EXERCISE BRIEF — Report back every line of the entries that contains "clamped", exactly as written.
----
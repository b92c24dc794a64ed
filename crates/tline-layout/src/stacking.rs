#![forbid(unsafe_code)]

//! Per-group item stacking.
//!
//! [`stack_items`] turns a [`StackInput`] snapshot into pixel geometry for
//! every item that intersects the canvas, plus a height and top offset for
//! every group.
//!
//! # Algorithm
//!
//! 1. Substitute the interaction override (if any) for the stored range and
//!    group of the item being dragged or resized.
//! 2. Drop items that do not intersect `[canvas_start, canvas_end]`.
//! 3. Bucket the rest by group in group order; items naming an unknown group
//!    are dropped.
//! 4. With stacking off every item sits in slot 0.
//! 5. With stacking on, items are sorted by start ascending then duration
//!    descending, and each takes the lowest slot whose occupants it does not
//!    collide with.
//! 6. Group height is `max(1, slots) * row_height`; tops are running sums.
//!
//! # Invariants
//!
//! 1. Two items of one group that collide (see [`collides`]) never share a
//!    slot while stacking is enabled.
//! 2. Identical inputs produce identical output.
//! 3. Every emitted width is at least [`MIN_ITEM_WIDTH_PX`].
//!
//! # Failure Modes
//!
//! None. Inverted and zero-length items are clamped, unknown groups are
//! skipped, and an empty group list yields a zero-height layout.

use std::cmp::Reverse;

use rustc_hash::FxHashMap;
use serde::{Deserialize, Serialize};
use tline_core::{Group, GroupId, Item, ItemId, Millis, TimeAxis};

/// Horizontal tolerance (px) used by the collision test.
pub const STACK_EPSILON_PX: f64 = 0.001;

/// Narrowest width an item is drawn with.
pub const MIN_ITEM_WIDTH_PX: f64 = 1.0;

// ---------------------------------------------------------------------------
// Inputs
// ---------------------------------------------------------------------------

/// Live replacement values for the item under interaction.
#[derive(Debug, Clone, Copy, PartialEq, Eq, Serialize, Deserialize)]
pub struct InteractionOverride {
    pub item: ItemId,
    pub start: Millis,
    pub end: Millis,
    pub group: GroupId,
}

impl InteractionOverride {
    fn apply(&self, item: &Item) -> Item {
        if item.id != self.item {
            return *item;
        }
        Item {
            id: item.id,
            group: self.group,
            start: self.start,
            end: self.end,
        }
    }
}

/// Snapshot of everything one stacking pass reads.
#[derive(Debug, Clone, Copy)]
pub struct StackInput<'a> {
    pub items: &'a [Item],
    pub groups: &'a [Group],
    pub canvas_start: Millis,
    pub canvas_end: Millis,
    pub canvas_width: f64,
    pub row_height: f64,
    pub item_height_ratio: f64,
    pub stacking: bool,
    pub interaction: Option<InteractionOverride>,
}

// ---------------------------------------------------------------------------
// Outputs
// ---------------------------------------------------------------------------

/// Pixel geometry of one item for the current pass.
#[derive(Debug, Clone, Copy, PartialEq, Serialize, Deserialize)]
pub struct ItemDimensions {
    pub item: ItemId,
    pub group: GroupId,
    pub group_index: usize,
    pub left: f64,
    pub width: f64,
    pub top: f64,
    pub height: f64,
    pub stack_slot: u32,
}

impl ItemDimensions {
    #[must_use]
    pub fn right(&self) -> f64 {
        self.left + self.width
    }

    #[must_use]
    pub fn contains(&self, x: f64, y: f64) -> bool {
        x >= self.left && x < self.right() && y >= self.top && y < self.top + self.height
    }
}

/// Vertical placement of one group.
#[derive(Debug, Clone, Copy, PartialEq, Serialize, Deserialize)]
pub struct GroupLayout {
    pub group: GroupId,
    pub top: f64,
    pub height: f64,
    pub slots: u32,
}

/// Result of one stacking pass.
#[derive(Debug, Clone, PartialEq, Default, Serialize, Deserialize)]
pub struct StackLayout {
    pub items: Vec<ItemDimensions>,
    pub groups: Vec<GroupLayout>,
    pub total_height: f64,
}

impl StackLayout {
    /// Geometry of `item`, if it was laid out.
    #[must_use]
    pub fn dimensions(&self, item: ItemId) -> Option<&ItemDimensions> {
        self.items.iter().find(|d| d.item == item)
    }

    /// Top offset of every group, in group order.
    #[must_use]
    pub fn group_tops(&self) -> Vec<f64> {
        self.groups.iter().map(|g| g.top).collect()
    }

    /// Height of every group, in group order.
    #[must_use]
    pub fn group_heights(&self) -> Vec<f64> {
        self.groups.iter().map(|g| g.height).collect()
    }

    /// Topmost item under a canvas point. Later items paint over earlier
    /// ones, so the scan runs from the end.
    #[must_use]
    pub fn hit_test(&self, x: f64, y: f64) -> Option<&ItemDimensions> {
        self.items.iter().rev().find(|d| d.contains(x, y))
    }

    /// Group row under a canvas y-coordinate.
    #[must_use]
    pub fn group_at(&self, y: f64) -> Option<usize> {
        if y < 0.0 || y >= self.total_height {
            return None;
        }
        group_index_at(&self.group_tops(), y)
    }
}

/// Index of the last group whose top is `<= y`, scanning from the end.
///
/// Returns `None` for an empty slice; a `y` above the first top maps to
/// group 0.
#[must_use]
pub fn group_index_at(group_tops: &[f64], y: f64) -> Option<usize> {
    if group_tops.is_empty() {
        return None;
    }
    Some(
        group_tops
            .iter()
            .rposition(|&top| top <= y)
            .unwrap_or(0),
    )
}

/// Collision test between two horizontal pixel ranges.
///
/// Ranges that merely touch (within [`STACK_EPSILON_PX`]) do not collide.
#[inline]
#[must_use]
pub fn collides(a_left: f64, a_width: f64, b_left: f64, b_width: f64) -> bool {
    a_left + STACK_EPSILON_PX < b_left + b_width && b_left + STACK_EPSILON_PX < a_left + a_width
}

// ---------------------------------------------------------------------------
// Stacking pass
// ---------------------------------------------------------------------------

#[derive(Debug, Clone, Copy)]
struct Placement {
    item: ItemId,
    start: Millis,
    duration: Millis,
    left: f64,
    width: f64,
    slot: u32,
}

/// Run one full stacking pass.
#[must_use]
pub fn stack_items(input: StackInput<'_>) -> StackLayout {
    let span = tracing::debug_span!(
        "layout.stack",
        items = input.items.len(),
        groups = input.groups.len(),
        stacking = input.stacking,
        placed = tracing::field::Empty,
    )
    .entered();

    let axis = TimeAxis::new(input.canvas_start, input.canvas_end, input.canvas_width);

    let mut group_lookup: FxHashMap<GroupId, usize> = FxHashMap::default();
    for (index, group) in input.groups.iter().enumerate() {
        group_lookup.entry(group.id).or_insert(index);
    }

    let mut buckets: Vec<Vec<Placement>> = vec![Vec::new(); input.groups.len()];
    for stored in input.items {
        let item = match &input.interaction {
            Some(over) => over.apply(stored),
            None => *stored,
        };
        let end = item.end.max(item.start);
        if item.start > input.canvas_end || end < input.canvas_start {
            continue;
        }
        let Some(&group_index) = group_lookup.get(&item.group) else {
            tracing::trace!(
                target: "tline.layout",
                item = %item.id,
                group = %item.group,
                "item references unknown group; skipped"
            );
            continue;
        };
        if item.is_degenerate() {
            tracing::trace!(
                target: "tline.layout",
                item = %item.id,
                start = item.start,
                end = item.end,
                "degenerate item clamped to minimum width"
            );
        }
        buckets[group_index].push(Placement {
            item: item.id,
            start: item.start,
            duration: item.duration(),
            left: axis.millis_to_pixel(item.start),
            width: axis.pixel_span(item.start, item.end).max(MIN_ITEM_WIDTH_PX),
            slot: 0,
        });
    }

    let row_height = input.row_height;
    let item_height = row_height * input.item_height_ratio;
    let inset = (row_height - item_height) / 2.0;

    let mut layout = StackLayout {
        items: Vec::with_capacity(buckets.iter().map(Vec::len).sum()),
        groups: Vec::with_capacity(input.groups.len()),
        total_height: 0.0,
    };
    let mut top = 0.0;
    for ((group_index, group), bucket) in input.groups.iter().enumerate().zip(buckets.iter_mut()) {
        let slots = if input.stacking {
            assign_slots(bucket)
        } else {
            u32::from(!bucket.is_empty())
        };
        let rows = slots.max(1);
        let height = f64::from(rows) * row_height;

        layout.items.extend(bucket.iter().map(|p| ItemDimensions {
            item: p.item,
            group: group.id,
            group_index,
            left: p.left,
            width: p.width,
            top: top + f64::from(p.slot) * row_height + inset,
            height: item_height,
            stack_slot: p.slot,
        }));
        layout.groups.push(GroupLayout {
            group: group.id,
            top,
            height,
            slots: rows,
        });
        top += height;
    }
    layout.total_height = top;

    span.record("placed", layout.items.len());
    layout
}

/// Sort a bucket deterministically and assign each entry the lowest slot it
/// does not collide in. Returns the number of slots used.
fn assign_slots(bucket: &mut [Placement]) -> u32 {
    bucket.sort_by_key(|p| (p.start, Reverse(p.duration)));

    // Entries arrive with non-decreasing `left`, so a slot is free for the
    // next entry iff the furthest right edge placed in it does not reach past
    // the entry's left edge.
    let mut slot_ends: Vec<f64> = Vec::new();
    for placement in bucket.iter_mut() {
        let free = slot_ends
            .iter()
            .position(|&end| end <= placement.left + STACK_EPSILON_PX);
        let slot = match free {
            Some(slot) => slot,
            None => {
                slot_ends.push(f64::NEG_INFINITY);
                slot_ends.len() - 1
            }
        };
        let right = placement.left + placement.width;
        slot_ends[slot] = slot_ends[slot].max(right);
        placement.slot = slot as u32;
    }
    slot_ends.len() as u32
}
----
RESULT —
//! None. Inverted and zero-length items are clamped, unknown groups are
                "degenerate item clamped to minimum width"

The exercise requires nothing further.